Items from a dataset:
------
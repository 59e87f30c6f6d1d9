//! Element keys and the rule records fed to the cascade by an external selector matcher.

use std::sync::Arc;

use style_values::{PropertyRegistry, StyleDeclaration, parse_declarations};

/// Identity of an element in the host tree.
#[derive(Clone, Copy, Debug, PartialEq, Eq, Hash, PartialOrd, Ord)]
pub struct NodeKey(pub u64);

/// Selector specificity as (ids, classes, types); compared lexicographically.
#[derive(Clone, Copy, Debug, Default, PartialEq, Eq, Hash, PartialOrd, Ord)]
pub struct Specificity(pub u32, pub u32, pub u32);

/// Stable identity of an authored rule, used for baseline cache keys.
#[derive(Clone, Copy, Debug, PartialEq, Eq, Hash, PartialOrd, Ord)]
pub struct RuleId(pub u64);

/// An authored declaration block, in source order. Shorthands expand when applied.
#[derive(Clone, Debug, PartialEq)]
pub struct StyleRule {
    pub id: RuleId,
    pub declarations: Vec<StyleDeclaration>,
}

impl StyleRule {
    pub const fn new(id: RuleId, declarations: Vec<StyleDeclaration>) -> Self {
        Self { id, declarations }
    }

    /// Build a rule from declaration text such as `width: 10px; margin: 4px`.
    /// Unknown properties and invalid values are dropped.
    pub fn parse(registry: &PropertyRegistry, id: RuleId, text: &str) -> Self {
        Self::new(id, parse_declarations(registry, text))
    }
}

/// A rule matched against one element.
#[derive(Clone, Debug, PartialEq)]
pub struct MatchedRule {
    pub rule: Arc<StyleRule>,
    pub specificity: Specificity,
    /// Position of the rule in its sheet; breaks specificity ties (later wins).
    pub source_order: u32,
}

impl MatchedRule {
    pub const fn new(rule: Arc<StyleRule>, specificity: Specificity, source_order: u32) -> Self {
        Self {
            rule,
            specificity,
            source_order,
        }
    }
}
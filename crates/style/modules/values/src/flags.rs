//! Bit sets describing property traits and change invalidation.

use bitflags::bitflags;

bitflags! {
    /// Static classification of a property.
    #[derive(Clone, Copy, Debug, Default, PartialEq, Eq, Hash)]
    pub struct PropertyTraits: u8 {
        /// Untouched values copy the parent's resolved value.
        const INHERITED = 1 << 0;
        /// Value changes may be interpolated by a transition.
        const ANIMATABLE = 1 << 1;
        /// Expands into longhands before it is applied.
        const SHORTHAND = 1 << 2;
    }
}

bitflags! {
    /// What a committed style change invalidates downstream.
    #[derive(Clone, Copy, Debug, Default, PartialEq, Eq, Hash)]
    pub struct ChangeFlags: u16 {
        /// Some computed value changed.
        const STYLES = 1 << 0;
        const LAYOUT = 1 << 1;
        const REPAINT = 1 << 2;
        const TRANSFORM = 1 << 3;
        const OPACITY = 1 << 4;
        const COLOR = 1 << 5;
        const BORDER_RADIUS = 1 << 6;
        const BORDER_WIDTH = 1 << 7;
        const OVERFLOW = 1 << 8;
        /// An inherited value changed; descendants must be restyled.
        const INHERITED = 1 << 9;
    }
}

impl ChangeFlags {
    /// Add the flags implied by `self`: layout changes always repaint.
    pub const fn with_implied(self) -> Self {
        if self.contains(Self::LAYOUT) {
            self.union(Self::REPAINT)
        } else {
            self
        }
    }
}

#[cfg(test)]
mod tests {
    use super::*;

    #[test]
    fn layout_implies_repaint() {
        let flags = ChangeFlags::LAYOUT.with_implied();
        assert!(flags.contains(ChangeFlags::REPAINT));
        assert_eq!(ChangeFlags::COLOR.with_implied(), ChangeFlags::COLOR);
    }
}
//! Explicitly constructed, immutable style context shared by resolvers and elements.

use std::sync::Arc;

use style_values::PropertyRegistry;

use crate::options::StyleOptions;
use crate::style_model::ComputedStyle;

/// Registry, initial style and options for one independent style system.
#[derive(Debug)]
pub struct StyleContext {
    registry: PropertyRegistry,
    initial: Arc<ComputedStyle>,
    options: StyleOptions,
}

impl Default for StyleContext {
    #[inline]
    fn default() -> Self {
        Self::new()
    }
}

impl StyleContext {
    #[inline]
    pub fn new() -> Self {
        Self::with_options(StyleOptions::default())
    }

    #[inline]
    pub fn with_options(options: StyleOptions) -> Self {
        Self {
            registry: PropertyRegistry::new(),
            initial: Arc::new(ComputedStyle::initial(&options)),
            options,
        }
    }

    #[inline]
    pub const fn registry(&self) -> &PropertyRegistry {
        &self.registry
    }

    /// The initial value of every property.
    #[inline]
    pub fn initial_style(&self) -> &ComputedStyle {
        &self.initial
    }

    #[inline]
    pub const fn options(&self) -> &StyleOptions {
        &self.options
    }
}
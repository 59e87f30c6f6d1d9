//! Expansion of shorthand properties into their longhands.

use smallvec::SmallVec;

use crate::{
    EasingFunction, Length, ManagedData, PropertyId, StyleDeclaration, StyleKeyword, StyleValue,
    StyleValueManaged, TimeValue, TransitionTarget, ValueData,
};

/// Expanded longhand declarations of one shorthand.
pub type Longhands = SmallVec<[StyleDeclaration; 4]>;

/// Expand a box shorthand (`margin`, `padding`, `border-width`, `border-color`,
/// `border-radius`) from one to four components using the usual 1/2/3/4-value rule.
///
/// Returns an empty list when `shorthand` is not a box shorthand or the component count is
/// outside 1..=4.
pub fn expand_edges(shorthand: PropertyId, components: &[ValueData]) -> Longhands {
    let longhands = shorthand.longhands();
    if longhands.len() != 4 || shorthand == PropertyId::Transition {
        return Longhands::new();
    }
    let (top, right, bottom, left) = match *components {
        [all] => (all, all, all, all),
        [vertical, horizontal] => (vertical, horizontal, vertical, horizontal),
        [top, horizontal, bottom] => (top, horizontal, bottom, horizontal),
        [top, right, bottom, left] => (top, right, bottom, left),
        _ => return Longhands::new(),
    };
    longhands
        .iter()
        .zip([top, right, bottom, left])
        .map(|(id, data)| StyleDeclaration::Value(StyleValue::new(*id, data)))
        .collect()
}

/// Expand `flex: <grow> <shrink> <basis>`.
pub fn expand_flex(grow: f32, shrink: f32, basis: Length) -> Longhands {
    [
        StyleValue::new(PropertyId::FlexGrow, ValueData::Number(grow)),
        StyleValue::new(PropertyId::FlexShrink, ValueData::Number(shrink)),
        StyleValue::new(PropertyId::FlexBasis, ValueData::Length(basis)),
    ]
    .into_iter()
    .map(StyleDeclaration::Value)
    .collect()
}

/// Expand a single-number `flex` value: `flex: <n>` is `<n> 1 0%`.
pub fn expand_flex_number(grow: f32) -> Longhands {
    expand_flex(grow, 1.0, Length::percent(0.0))
}

/// Expand a keyword applied to a shorthand.
///
/// `flex: none` is `0 0 auto` and `flex: auto` is `1 1 auto`. Any other keyword is copied
/// onto every longhand, so `margin: initial` resets all four edges.
pub fn expand_keyword(shorthand: PropertyId, keyword: StyleKeyword) -> Longhands {
    if shorthand == PropertyId::Flex {
        match keyword {
            StyleKeyword::None => return expand_flex(0.0, 0.0, Length::auto()),
            StyleKeyword::Auto => return expand_flex(1.0, 1.0, Length::auto()),
            _ => {}
        }
    }
    shorthand
        .longhands()
        .iter()
        .map(|id| StyleDeclaration::keyword(*id, keyword))
        .collect()
}

/// One comma-separated item of the `transition` shorthand.
#[derive(Clone, Copy, Debug, PartialEq)]
pub struct TransitionItem {
    pub target: TransitionTarget,
    pub duration: TimeValue,
    pub easing: EasingFunction,
    pub delay: TimeValue,
}

impl Default for TransitionItem {
    fn default() -> Self {
        Self {
            target: TransitionTarget::All,
            duration: TimeValue::ZERO,
            easing: EasingFunction::default(),
            delay: TimeValue::ZERO,
        }
    }
}

/// Expand the `transition` shorthand into its four list longhands.
pub fn expand_transition(items: &[TransitionItem]) -> Longhands {
    let targets = items.iter().map(|item| item.target).collect();
    let durations = items.iter().map(|item| item.duration).collect();
    let easings = items.iter().map(|item| item.easing).collect();
    let delays = items.iter().map(|item| item.delay).collect();
    [
        (PropertyId::TransitionProperty, ManagedData::TransitionTargets(targets)),
        (PropertyId::TransitionDuration, ManagedData::Times(durations)),
        (PropertyId::TransitionTimingFunction, ManagedData::Easings(easings)),
        (PropertyId::TransitionDelay, ManagedData::Times(delays)),
    ]
    .into_iter()
    .map(|(id, data)| StyleDeclaration::Managed(StyleValueManaged::new(id, data)))
    .collect()
}

/// Rewrite a declaration as longhands. Longhand declarations are returned unchanged; a
/// shorthand given a single value or a keyword is expanded.
pub fn expand_declaration(declaration: &StyleDeclaration) -> Longhands {
    let id = declaration.id();
    if !id.is_shorthand() {
        let mut single = Longhands::new();
        single.push(declaration.clone());
        return single;
    }
    match declaration {
        StyleDeclaration::Value(value) if value.keyword == StyleKeyword::Undefined => {
            match (id, value.data) {
                (PropertyId::Flex, ValueData::Number(grow)) => expand_flex_number(grow),
                (_, data) => expand_edges(id, &[data]),
            }
        }
        StyleDeclaration::Managed(value) if value.keyword == StyleKeyword::Undefined => {
            Longhands::new()
        }
        _ => expand_keyword(id, declaration.keyword_of()),
    }
}

#[cfg(test)]
mod tests {
    use super::*;

    fn px(value: f32) -> ValueData {
        ValueData::Length(Length::px(value))
    }

    fn value_of(longhands: &Longhands, id: PropertyId) -> Option<ValueData> {
        longhands.iter().find_map(|declaration| match declaration {
            StyleDeclaration::Value(value) if value.id == id => Some(value.data),
            _ => None,
        })
    }

    #[test]
    fn edges_follow_one_to_four_rule() {
        let two = expand_edges(PropertyId::Margin, &[px(1.0), px(2.0)]);
        assert_eq!(value_of(&two, PropertyId::MarginTop), Some(px(1.0)));
        assert_eq!(value_of(&two, PropertyId::MarginRight), Some(px(2.0)));
        assert_eq!(value_of(&two, PropertyId::MarginBottom), Some(px(1.0)));
        assert_eq!(value_of(&two, PropertyId::MarginLeft), Some(px(2.0)));

        let three = expand_edges(PropertyId::Padding, &[px(1.0), px(2.0), px(3.0)]);
        assert_eq!(value_of(&three, PropertyId::PaddingLeft), Some(px(2.0)));
        assert_eq!(value_of(&three, PropertyId::PaddingBottom), Some(px(3.0)));

        assert!(expand_edges(PropertyId::Margin, &[]).is_empty());
        assert!(expand_edges(PropertyId::Width, &[px(1.0)]).is_empty());
    }

    #[test]
    fn flex_keywords() {
        let none = expand_keyword(PropertyId::Flex, StyleKeyword::None);
        assert_eq!(value_of(&none, PropertyId::FlexGrow), Some(ValueData::Number(0.0)));
        assert_eq!(value_of(&none, PropertyId::FlexBasis), Some(ValueData::Length(Length::auto())));
        let single = expand_flex_number(2.0);
        assert_eq!(value_of(&single, PropertyId::FlexShrink), Some(ValueData::Number(1.0)));
        assert_eq!(
            value_of(&single, PropertyId::FlexBasis),
            Some(ValueData::Length(Length::percent(0.0)))
        );
    }

    #[test]
    fn keyword_copies_to_every_longhand() {
        let reset = expand_keyword(PropertyId::BorderRadius, StyleKeyword::Initial);
        assert_eq!(reset.len(), 4);
        assert!(reset.iter().all(|decl| decl.keyword_of() == StyleKeyword::Initial));
    }

    #[test]
    fn declarations_expand_only_when_shorthand() {
        let width = StyleDeclaration::Value(StyleValue::new(PropertyId::Width, px(3.0)));
        assert_eq!(expand_declaration(&width).as_slice(), &[width]);
        let margin = StyleDeclaration::Value(StyleValue::new(PropertyId::Margin, px(3.0)));
        assert_eq!(expand_declaration(&margin).len(), 4);
        let flex = StyleDeclaration::Value(StyleValue::new(PropertyId::Flex, ValueData::Number(2.0)));
        assert_eq!(
            value_of(&expand_declaration(&flex), PropertyId::FlexGrow),
            Some(ValueData::Number(2.0))
        );
    }

    #[test]
    fn transition_expands_to_lists() {
        let items = [TransitionItem {
            target: TransitionTarget::Property(PropertyId::Opacity),
            duration: TimeValue::ms(300.0),
            ..TransitionItem::default()
        }];
        let longhands = expand_transition(&items);
        assert_eq!(longhands.len(), 4);
        assert!(longhands.iter().any(|decl| {
            decl == &StyleDeclaration::Managed(StyleValueManaged::new(
                PropertyId::TransitionDuration,
                ManagedData::Times(vec![TimeValue::ms(300.0)]),
            ))
        }));
    }
}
------
### YOUR TASK
Lines with the word "FlexBasis" in them are the answer; report each one from the data.

### TASK RESPONSE
        StyleValue::new(PropertyId::FlexBasis, ValueData::Length(basis)),
        assert_eq!(value_of(&none, PropertyId::FlexBasis), Some(ValueData::Length(Length::auto())));
            value_of(&single, PropertyId::FlexBasis),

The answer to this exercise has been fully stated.